Juste pour info, pour remplacer juste un réacteur nucléaire de 900 M watts, il faut environ 750 éoliennes et à condition qu'il y ait suffisamment de vent ! ...
Peut être une solution miraculeuse, que chaque français pédale pendant une heure chaque jour pour générer de l’électricité journalière ! Que des avantages...

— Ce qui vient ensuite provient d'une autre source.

//! The Box3 gateway router.

use axum::{
    Extension, Json, Router,
    extract::State,
    http::StatusCode,
    response::{IntoResponse, Response},
    routing::{get, post},
};
use box3_core::facilitator::Facilitator;
use box3_paywall::{paywall::PayWall, processor::PaymentState};
use bytes::Bytes;
use chrono::{SecondsFormat, Utc};
use serde_json::{Value, json};
use tower_http::trace::TraceLayer;

use crate::{backend::Backend, config::UNLOCK_BOX_PATH};

#[derive(Debug, Clone)]
pub struct AppState {
    pub backend: Backend,
    pub box_id: String,
}

/// Build the gateway: the paywalled unlock route, backend proxies and health.
pub fn router<F>(state: AppState, paywall: PayWall<F>) -> Router
where
    F: Facilitator + Clone + 'static,
{
    let paid = Router::new()
        .route(UNLOCK_BOX_PATH, get(unlock_box))
        .layer(paywall);

    Router::new()
        .merge(paid)
        .route("/api/create-tag", post(create_tag))
        .route("/api/get-tag", get(get_tag))
        .route("/api/verify-package", post(verify_package))
        .route("/health", get(health))
        .layer(TraceLayer::new_for_http())
        .with_state(state)
}

async fn unlock_box(
    State(state): State<AppState>,
    Extension(payment): Extension<PaymentState>,
) -> Json<Value> {
    tracing::info!(
        box_id = %state.box_id,
        payer = payment.payer().unwrap_or_default(),
        "Box unlocked"
    );

    Json(json!({
        "success": true,
        "message": "Box unlocked successfully!",
        "boxId": state.box_id,
        "timestamp": Utc::now().to_rfc3339_opts(SecondsFormat::Millis, true),
        "transaction": payment.transaction(),
    }))
}

fn failure(message: &str) -> Response {
    (
        StatusCode::INTERNAL_SERVER_ERROR,
        Json(json!({ "error": message })),
    )
        .into_response()
}

async fn create_tag(State(state): State<AppState>, body: Bytes) -> Response {
    let body = match serde_json::from_slice::<Value>(&body) {
        Ok(body) => body,
        Err(err) => {
            tracing::error!(error = %err, "Invalid create-tag body");
            return failure("Failed to create tag");
        }
    };

    match state.backend.create_tag(&body).await {
        Ok(data) => Json(data).into_response(),
        Err(err) => {
            tracing::error!(error = %err, "Error calling backend");
            failure("Failed to create tag")
        }
    }
}

async fn get_tag(State(state): State<AppState>) -> Response {
    match state.backend.get_tag().await {
        Ok(data) => Json(data).into_response(),
        Err(err) => {
            tracing::error!(error = %err, "Error calling backend");
            failure("Failed to get tag")
        }
    }
}

/// Whether a JSON field holds a value other than null, empty, false or zero.
fn is_present(value: &Value) -> bool {
    match value {
        Value::Null => false,
        Value::Bool(b) => *b,
        Value::String(s) => !s.is_empty(),
        Value::Number(n) => n.as_f64().is_some_and(|n| n != 0.0),
        Value::Array(_) | Value::Object(_) => true,
    }
}

async fn verify_package(State(state): State<AppState>, body: Bytes) -> Response {
    let body = match serde_json::from_slice::<Value>(&body) {
        Ok(body) => body,
        Err(err) => {
            tracing::error!(error = %err, "Invalid verify-package body");
            return failure("Failed to verify package");
        }
    };

    let field = |name: &str| body.get(name).filter(|value| is_present(value));
    let (Some(product_description), Some(image_url)) =
        (field("product_description"), field("image_url"))
    else {
        return (
            StatusCode::BAD_REQUEST,
            Json(json!({
                "error": "Missing required fields: product_description and image_url"
            })),
        )
            .into_response();
    };

    match state
        .backend
        .verify_package(product_description, image_url)
        .await
    {
        Ok(data) => Json(data).into_response(),
        Err(err) => {
            tracing::error!(error = %err, "Error calling backend");
            failure("Failed to verify package")
        }
    }
}

async fn health() -> Json<Value> {
    Json(json!({
        "status": "ok",
        "service": "box3-gateway",
        "version": env!("CARGO_PKG_VERSION"),
    }))
}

Réponse de le 10/01/2018 à 17:44 :
@ Chap : on travaille sur le réseau Entso-e qui regroupe 41 opérateurs de réseaux comme RTE en France et 34 pays et vous pouvez lire les rapports d'Entso-e qui vous confirmeront la très bonne stabilité et production de l'éolien dont on dispose de plus de 30 ans de données très précises. L'histoire du manque de vent n'est pas réaliste sur ce réseau et il y a toujours eu des échanges d'énergies entre pays. En plus le stockage nécessaire au nucléaire peut être bien plus délocalisé et prendre de nombreuses formes, économiques et à rendement élevé pour les énergies intermittentes. Donc là aussi c'est méconnaître les énergies. Enfin on arrive sous peu à des éoliennes de 12 et 15 MW (plus ensuite comme 50 MW à terme) et on va commencer a développer le parc offshore dont flottant au facteur de charge élevé. Votre chiffre de 750 éolienne par réacteur tombe alors à seulement environ 200 éoliennes et un prix du MWh encore plus bas. Le tout avec du matériel recyclable à près de 100% ce qui n'est pas le cas du nucléaire qui produit des montagnes de béton contaminé dont on ne sait toujours que faire. L'avantages tout critères confondus va donc nettement aux renouvelables qui de plus émettent moins de CO2 que le nucléaire au MWh produit. Les dirigeants d'EDF admettent qu'ils ne sont plus compétitifs face aux renouvelables type solaire et éolien. Il ne font donc plus regarder dans le rétroviseur mais la réalité actuelle et anticiper le futur proche qui est incontestablement renouvelable.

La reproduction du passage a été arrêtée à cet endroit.